The Man
- First edition
- Author: Irving Wallace
- Subject: United States -- Politics and government -- Fiction.
- Publisher: Simon & Schuster
- Publication date: 1964
- Media type: Print (Hardcover, Softcover)
- Pages: 766
- OCLC: 711242
- Dewey Decimal: 813.54
- LC Class: PZ4.W1875 Man PS3573.A426

= The Man (Wallace novel) =

1964 novel by Irving Wallace

The Man is a 1964 novel by Irving Wallace that speculatively explores the socio-political consequences in U.S. society when a black man becomes President of the United States. The novel's title derives from the contemporary—fifties, sixties, seventies—American slang English, "The Man".

==Plot summary==
The Man was written before the Twenty-fifth Amendment to the United States Constitution. It depicts a political situation in which the office of Vice Presidency is vacant due to the incumbent's death. While overseas in Germany, the President and the Speaker of the House are in a freak accident; the President is killed, the Speaker of the House later dies in surgery. The Presidency then devolves onto Douglass Dilman, the President Pro Tempore of the Senate, a black man earlier elected to that office in deference to his race. Dilman's presidency is challenged by white racists, black political activists, and an attempted assassination. Later, he is impeached on false charges for firing the United States Secretary of State. One of his children, who is "passing" for white, is targeted and harassed. At the end of the book, the protagonist—though having credibly dealt with considerable problems during his presidency and gained some popularity—does not consider running for re-election.

==Historical context==
The impeachment trial of President Douglass Dilman closely parallels that of President Andrew Johnson (at the time the only Presidential impeachment proceedings to reach the articles stage, before Bill Clinton in 1998 and Donald Trump in 2019 and 2021).

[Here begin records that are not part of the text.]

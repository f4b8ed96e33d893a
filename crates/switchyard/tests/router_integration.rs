//! End-to-end tests: registration, resolution, dispatch and caching working
//! together through a [`Router`].

use std::sync::Arc;

use switchyard::{
    Arguments, BoxFuture, Container, ContainerHandlerResolver, Controller, DefaultHandlerResolver,
    DefaultRouteMiddlewareResolver, Dispatcher, FileStore, Handler, Method, Middleware,
    MiddlewareRef, Next, ParamType, Registrar, Request, RequiredFields, ResourceOptions, Response,
    Result, RouteCache, RouteCollector, RouteGroup, RouteOptions, Router, RouterError, Slot,
    ROUTE_ATTRIBUTE,
};

/// Appends `-tag` to the response body on the way out.
struct Suffix(&'static str);

impl Middleware for Suffix {
    fn process<'a>(&'a self, request: Request, next: Next) -> BoxFuture<'a, Result<Response>> {
        Box::pin(async move {
            let mut res = next.handle(request).await?;
            res.body.extend_from_slice(format!("-{}", self.0).as_bytes());
            Ok(res)
        })
    }
}

/// A resource controller answering `action:id`.
struct UserController;

impl Controller for UserController {
    fn name(&self) -> &str {
        "UserController"
    }

    fn has_action(&self, action: &str) -> bool {
        matches!(action, "index" | "show" | "store" | "update" | "destroy")
    }

    fn call<'a>(&'a self, action: &'a str, request: Request) -> BoxFuture<'a, Result<Response>> {
        Box::pin(async move {
            let id = request.params.get("id").unwrap_or("-");
            Ok(Response::text(format!("{action}:{id}")))
        })
    }
}

fn body(res: &Response) -> String {
    res.body_string().unwrap_or_default()
}

fn user_router(routes: RouteCollector) -> Router {
    Router::new(Arc::new(routes)).with_dispatcher(
        Dispatcher::new()
            .with_handler_resolver(DefaultHandlerResolver::new().controller("UserController", || UserController)),
    )
}

#[tokio::test]
async fn test_middleware_layers_wrap_inside_out() {
    let mut routes = RouteCollector::new();
    routes.add_middleware(MiddlewareRef::instance(Suffix("global")));
    routes
        .group(
            RouteGroup::new("/admin").middleware(MiddlewareRef::instance(Suffix("group"))),
            |admin| {
                admin.get(
                    "/dashboard",
                    Handler::closure(|_req| async { Ok(Response::text("H")) }),
                    RouteOptions::new().middleware(MiddlewareRef::instance(Suffix("route"))),
                )
            },
        )
        .unwrap();

    let router = Router::new(Arc::new(routes));
    let res = router.handle(Request::get("/admin/dashboard")).await.unwrap();
    assert_eq!(body(&res), "H-route-group-global");
}

#[tokio::test]
async fn test_middleware_aliases_resolve_at_dispatch() {
    let mut routes = RouteCollector::new();
    routes
        .get(
            "/ping",
            Handler::closure(|_req| async { Ok(Response::text("pong")) }),
            RouteOptions::new().middleware("stamp").middleware("logging"),
        )
        .unwrap();

    let router = Router::new(Arc::new(routes)).with_dispatcher(
        Dispatcher::new().with_middleware_resolver(
            DefaultRouteMiddlewareResolver::new().register("stamp", || Suffix("stamped")),
        ),
    );
    let res = router.handle(Request::get("/ping")).await.unwrap();
    assert_eq!(body(&res), "pong-stamped");
}

#[tokio::test]
async fn test_resource_routes_and_url_generation() {
    let mut routes = RouteCollector::new();
    routes
        .resource("/users", "UserController", ResourceOptions::new().except("destroy"))
        .unwrap();
    let router = user_router(routes);

    let res = router.handle(Request::get("/users/42")).await.unwrap();
    assert_eq!(body(&res), "show:42");
    let res = router.handle(Request::post("/users")).await.unwrap();
    assert_eq!(body(&res), "store:-");

    assert_eq!(router.url_for("users.show", [("id", 42)]).unwrap(), "/users/42");
    assert_eq!(router.url_for("users.index", Vec::<(&str, &str)>::new()).unwrap(), "/users");
    assert!(router.routes().route("users.destroy").is_none());

    let err = router
        .handle(Request::new(Method::Delete, "/users/42"))
        .await
        .unwrap_err();
    assert!(matches!(err, RouterError::MethodNotAllowed { ref allowed } if allowed == &[Method::Get, Method::Put]));
}

#[tokio::test]
async fn test_host_constrained_routes() {
    let mut routes = RouteCollector::new();
    routes
        .group(RouteGroup::new("").host("api.example.com").name_prefix("api"), |api| {
            api.get(
                "/status",
                Handler::closure(|_req| async { Ok(Response::text("api")) }),
                RouteOptions::new(),
            )
        })
        .unwrap();
    routes
        .get(
            "/status",
            Handler::closure(|_req| async { Ok(Response::text("www")) }),
            RouteOptions::new(),
        )
        .unwrap();

    let router = Router::new(Arc::new(routes));
    let api = Request::from_url(Method::Get, "https://api.example.com/status").unwrap();
    assert_eq!(body(&router.handle(api).await.unwrap()), "api");

    let www = Request::get("/status").host("www.example.com");
    assert_eq!(body(&router.handle(www).await.unwrap()), "www");
}

#[tokio::test]
async fn test_failed_validation_stops_resolution() {
    let mut routes = RouteCollector::new();
    routes
        .get(
            "/users/{id}",
            Handler::closure(|_req| async { Ok(Response::text("show")) }),
            RouteOptions::new().validator("id", ParamType::Int),
        )
        .unwrap();
    routes
        .get(
            "/users/create",
            Handler::closure(|_req| async { Ok(Response::text("create")) }),
            RouteOptions::new().name("users.create"),
        )
        .unwrap();

    let router = Router::new(Arc::new(routes));
    assert_eq!(body(&router.handle(Request::get("/users/7")).await.unwrap()), "show");

    let err = router.handle(Request::get("/users/create")).await.unwrap_err();
    assert!(matches!(err, RouterError::InvalidRouteParameter { ref param, .. } if param == "id"));

    let err = router.handle(Request::get("/missing")).await.unwrap_err();
    assert!(matches!(err, RouterError::RouteNotFound(_)));
}

#[tokio::test]
async fn test_optional_parameters_and_defaults() {
    let mut routes = RouteCollector::new();
    routes
        .get(
            "/posts/{page?}",
            Handler::closure(|req: Request| async move {
                Ok(Response::text(req.params.get("page").unwrap_or("none").to_string()))
            }),
            RouteOptions::new().name("posts").with_default("page", "1"),
        )
        .unwrap();

    let router = Router::new(Arc::new(routes));
    assert_eq!(body(&router.handle(Request::get("/posts")).await.unwrap()), "1");
    assert_eq!(body(&router.handle(Request::get("/posts/3")).await.unwrap()), "3");
    assert_eq!(router.url_for("posts", Vec::<(&str, &str)>::new()).unwrap(), "/posts");
    assert_eq!(router.url_for("posts", [("page", 2)]).unwrap(), "/posts/2");
}

#[tokio::test]
async fn test_cached_routes_serve_requests() {
    let dir = tempfile::tempdir().unwrap();
    let cache = RouteCache::new(Arc::new(FileStore::new(dir.path()))).environment("prod");

    let mut routes = RouteCollector::new();
    routes
        .resource("/users", "UserController", ResourceOptions::new().validator("id", ParamType::Int))
        .unwrap();
    routes
        .get("/health", "HealthCheck", RouteOptions::new().middleware("logging"))
        .unwrap();
    cache.dump(&routes, None).unwrap();
    assert!(cache.has(None).unwrap());

    let loaded = cache.load(None).unwrap();
    assert_eq!(loaded.len(), routes.len());
    assert_eq!(loaded.route("health.index").unwrap().middlewares.len(), 1);

    let router = user_router(loaded);
    assert_eq!(body(&router.handle(Request::get("/users/5")).await.unwrap()), "show:5");
    let err = router.handle(Request::get("/users/abc")).await.unwrap_err();
    assert!(matches!(err, RouterError::InvalidRouteParameter { .. }));

    assert!(cache.clear(None).unwrap());
    assert!(!cache.has(None).unwrap());
}

#[tokio::test]
async fn test_container_injects_arguments() {
    let mut routes = RouteCollector::new();
    routes
        .post("/teams/{team}/members", ("MemberController", "store"), RouteOptions::new())
        .unwrap();

    let container = Container::new().bind(
        "MemberController::store",
        vec![Slot::param("team"), Slot::input("member", RequiredFields::new(["email"]))],
        |args: Arguments| async move {
            let team = args.param("team").unwrap_or_default().to_string();
            let email = args
                .input("member")
                .and_then(|member| member["email"].as_str())
                .unwrap_or_default()
                .to_string();
            Ok(Response::text(format!("{email}@{team}")))
        },
    );
    let router = Router::new(Arc::new(routes)).with_dispatcher(
        Dispatcher::new().with_handler_resolver(ContainerHandlerResolver::new(container)),
    );

    let req = Request::post("/teams/core/members").body(r#"{"email": "ada"}"#);
    let res = router.handle(req).await.unwrap();
    assert_eq!(body(&res), "ada@core");

    let req = Request::post("/teams/core/members").body("{}");
    let err = router.handle(req).await.unwrap_err();
    assert!(matches!(err, RouterError::Validation(ref errors) if errors == &["email is required"]));
}

#[tokio::test]
async fn test_matched_route_is_exposed_to_handlers() {
    let mut routes = RouteCollector::new();
    routes
        .get(
            "/about",
            Handler::closure(|req: Request| async move {
                Ok(Response::text(req.attribute_text(ROUTE_ATTRIBUTE).unwrap_or("?").to_string()))
            }),
            RouteOptions::new().name("about"),
        )
        .unwrap();

    let router = Router::new(Arc::new(routes));
    assert_eq!(body(&router.handle(Request::get("/about")).await.unwrap()), "about");
}
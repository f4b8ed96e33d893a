//! Route groups.

use crate::middleware::MiddlewareRef;

/// Settings shared by every route registered inside a group.
///
/// Groups are plain values: nesting builds a merged copy with [`RouteGroup::nest`]
/// and leaves both inputs untouched.
#[derive(Debug, Clone, Default)]
pub struct RouteGroup {
    /// Path prefix.
    pub prefix: String,
    /// Middleware applied after global middleware.
    pub middlewares: Vec<MiddlewareRef>,
    /// Host restriction for routes without their own.
    pub host: Option<String>,
    /// Dot-joined route name prefix.
    pub name_prefix: Option<String>,
}

impl RouteGroup {
    /// Creates a group with a path prefix.
    pub fn new(prefix: impl Into<String>) -> Self {
        Self {
            prefix: prefix.into(),
            ..Self::default()
        }
    }

    /// Adds a middleware.
    #[must_use]
    pub fn middleware(mut self, middleware: impl Into<MiddlewareRef>) -> Self {
        self.middlewares.push(middleware.into());
        self
    }

    /// Restricts the group to a host.
    #[must_use]
    pub fn host(mut self, host: impl Into<String>) -> Self {
        self.host = Some(host.into());
        self
    }

    /// Sets the route name prefix.
    #[must_use]
    pub fn name_prefix(mut self, prefix: impl Into<String>) -> Self {
        self.name_prefix = Some(prefix.into());
        self
    }

    /// Merges `child` into this group.
    pub fn nest(&self, child: &Self) -> Self {
        let name_prefix = match (self.name_prefix.as_deref(), child.name_prefix.as_deref()) {
            (Some(outer), Some(inner)) if !outer.is_empty() && !inner.is_empty() => {
                Some(format!("{outer}.{inner}"))
            }
            (Some(outer), _) if !outer.is_empty() => Some(outer.to_string()),
            (_, inner) => inner.map(str::to_string),
        };

        Self {
            prefix: format!("{}{}", self.prefix, child.prefix),
            middlewares: self
                .middlewares
                .iter()
                .chain(&child.middlewares)
                .cloned()
                .collect(),
            host: child.host.clone().or_else(|| self.host.clone()),
            name_prefix: name_prefix
                .map(|prefix| prefix.trim_matches('.').to_string())
                .filter(|prefix| !prefix.is_empty()),
        }
    }
}

#[cfg(test)]
mod tests {
    use super::*;

    #[test]
    fn test_nest_concatenates() {
        let outer = RouteGroup::new("/admin").middleware("auth").host("admin.example.com");
        let inner = RouteGroup::new("/stats").middleware("audit");

        let merged = outer.nest(&inner);
        assert_eq!(merged.prefix, "/admin/stats");
        assert_eq!(merged.middlewares.len(), 2);
        assert_eq!(merged.middlewares[0].name(), Some("auth"));
        assert_eq!(merged.host.as_deref(), Some("admin.example.com"));
    }

    #[test]
    fn test_child_host_wins() {
        let merged = RouteGroup::new("")
            .host("a.example.com")
            .nest(&RouteGroup::new("").host("b.example.com"));
        assert_eq!(merged.host.as_deref(), Some("b.example.com"));
    }

    #[test]
    fn test_name_prefixes_join() {
        let outer = RouteGroup::new("/admin").name_prefix("admin");

        let both = outer.nest(&RouteGroup::new("/auth").name_prefix("auth"));
        assert_eq!(both.name_prefix.as_deref(), Some("admin.auth"));

        let outer_only = outer.nest(&RouteGroup::new("/stats"));
        assert_eq!(outer_only.name_prefix.as_deref(), Some("admin"));

        let inner_only = RouteGroup::new("").nest(&RouteGroup::new("").name_prefix(".api."));
        assert_eq!(inner_only.name_prefix.as_deref(), Some("api"));

        let empty = RouteGroup::new("").nest(&RouteGroup::new("").name_prefix(".."));
        assert_eq!(empty.name_prefix, None);
    }
}
//! Error types for routing.

use std::path::PathBuf;

use thiserror::Error;

use crate::request::Method;

/// Router-specific errors.
#[derive(Debug, Error)]
pub enum RouterError {
    /// No route matched the request, the route name is unknown, or a
    /// required parameter is missing during URL generation.
    #[error("route not found: {0}")]
    RouteNotFound(String),

    /// The path and host matched but none of the methods did.
    #[error("method not allowed, expected one of: {}", format_methods(.allowed))]
    MethodNotAllowed {
        /// Methods registered for the matched path, in registration order.
        allowed: Vec<Method>,
    },

    /// A captured parameter failed its validator.
    #[error("invalid parameter: {param}. This may indicate an invalid value or a missing/misordered route for path \"{path}\"")]
    InvalidRouteParameter {
        /// Parameter name.
        param: String,
        /// Pattern of the route that rejected it.
        path: String,
    },

    /// A handler could not be resolved into something callable.
    #[error("invalid handler: {0}")]
    InvalidHandler(String),

    /// A middleware reference could not be resolved.
    #[error("invalid middleware: {0}")]
    InvalidMiddleware(String),

    /// A request URL could not be parsed.
    #[error("invalid request URL: {0}")]
    InvalidUrl(String),

    /// Invalid path pattern.
    #[error("invalid path pattern: {0}")]
    InvalidPattern(String),

    /// A second route was registered under an existing name.
    #[error("route name already exists: {0}")]
    DuplicateRouteName(String),

    /// No registered route has this method and path.
    #[error("no route registered for {method} {path}")]
    UnknownRoute {
        /// Requested method.
        method: Method,
        /// Requested path, including any group prefix.
        path: String,
    },

    /// Request input failed schema validation.
    #[error("validation failed: {}", .0.join("; "))]
    Validation(Vec<String>),

    /// A route manifest could not be read.
    #[error("invalid route manifest {}: {message}", .path.display())]
    Manifest {
        /// Manifest file.
        path: PathBuf,
        /// What went wrong.
        message: String,
    },

    /// Route cache failure.
    #[error(transparent)]
    Cache(#[from] CacheError),
}

/// Errors raised while dumping or loading the route cache.
#[derive(Debug, Error)]
pub enum CacheError {
    /// The handler is a closure or a live instance.
    #[error("route cache supports only named handlers and [controller, action] pairs: {0}")]
    UnsupportedHandler(String),

    /// The middleware is a live instance rather than an alias.
    #[error("route cache supports only named middleware (alias or type name) on route {0}")]
    UnsupportedMiddleware(String),

    /// The validator is a custom predicate.
    #[error("route cache does not support custom validators (parameter {0})")]
    UnsupportedValidator(String),

    /// Nothing is stored under the key.
    #[error("route cache not found: {0}")]
    Missing(String),

    /// The stored data is not a well-formed route list.
    #[error("route cache is malformed: {0}")]
    Malformed(String),

    /// The store refused the write.
    #[error("failed to write route cache: {0}")]
    WriteFailed(String),

    /// Backend failure.
    #[error("cache store error: {0}")]
    Store(String),

    /// IO error (file-backed stores and manifests).
    #[error("IO error: {0}")]
    Io(#[from] std::io::Error),

    /// Serialization/deserialization error.
    #[error("serialization error: {0}")]
    Json(#[from] serde_json::Error),
}

fn format_methods(methods: &[Method]) -> String {
    methods
        .iter()
        .map(Method::as_str)
        .collect::<Vec<_>>()
        .join(", ")
}

/// Result type alias for router operations.
pub type Result<T> = std::result::Result<T, RouterError>;
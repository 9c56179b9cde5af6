use std::path::PathBuf;

use clap::{Args, Parser, Subcommand};

#[derive(Clone, Debug, Parser)]
#[command(name="forgepage",version=env!("CARGO_PKG_VERSION"),about,long_about=None,propagate_version=true)]
pub struct App {
    /// Path to the configuration file (default: forgepage.toml).
    #[arg(short, long, global = true)]
    pub config: Option<PathBuf>,

    #[command(subcommand)]
    pub cmd: Commands,
}

#[derive(Clone, Debug, Subcommand)]
pub enum Commands {
    #[command(alias = "s", name = "serve", about = "Serve project pages over HTTP")]
    Serve(ServeArg),
    #[command(alias = "r", name = "render", about = "Render one project page to stdout")]
    Render(RenderArg),
}

#[derive(Clone, Debug, Args)]
pub struct ServeArg {
    /// Listen address, overriding the configuration.
    #[arg(short, long)]
    pub listen: Option<String>,
}

#[derive(Clone, Debug, Args)]
pub struct RenderArg {
    /// Request host to render the page for, e.g. geometry.r-forge.r-project.org.
    #[arg(long)]
    pub host: String,

    /// Skip the fragment fetch and render the static page only.
    #[arg(long)]
    pub offline: bool,
}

The book was written at the time when the Civil Rights Movement was at its peak and the issue of Black Americans' equality high on the American agenda. However, it was published prior to passage of the Civil Rights Act of 1964 and the Voting Rights Act of 1965, so the notion of an African-American man running for and being elected President was so outlandish that it would not have been taken seriously.

==Commercial reception==
The Man was a major commercial success: it spent 38 weeks (peaking at #2) on the New York Times best seller list. It became the fifth-highest selling novel of the year.

==Film adaptation==

In 1972, the novel was adapted as a political drama screenplay by Rod Serling, directed by Joseph Sargent and featuring James Earl Jones as President Douglass Dilman.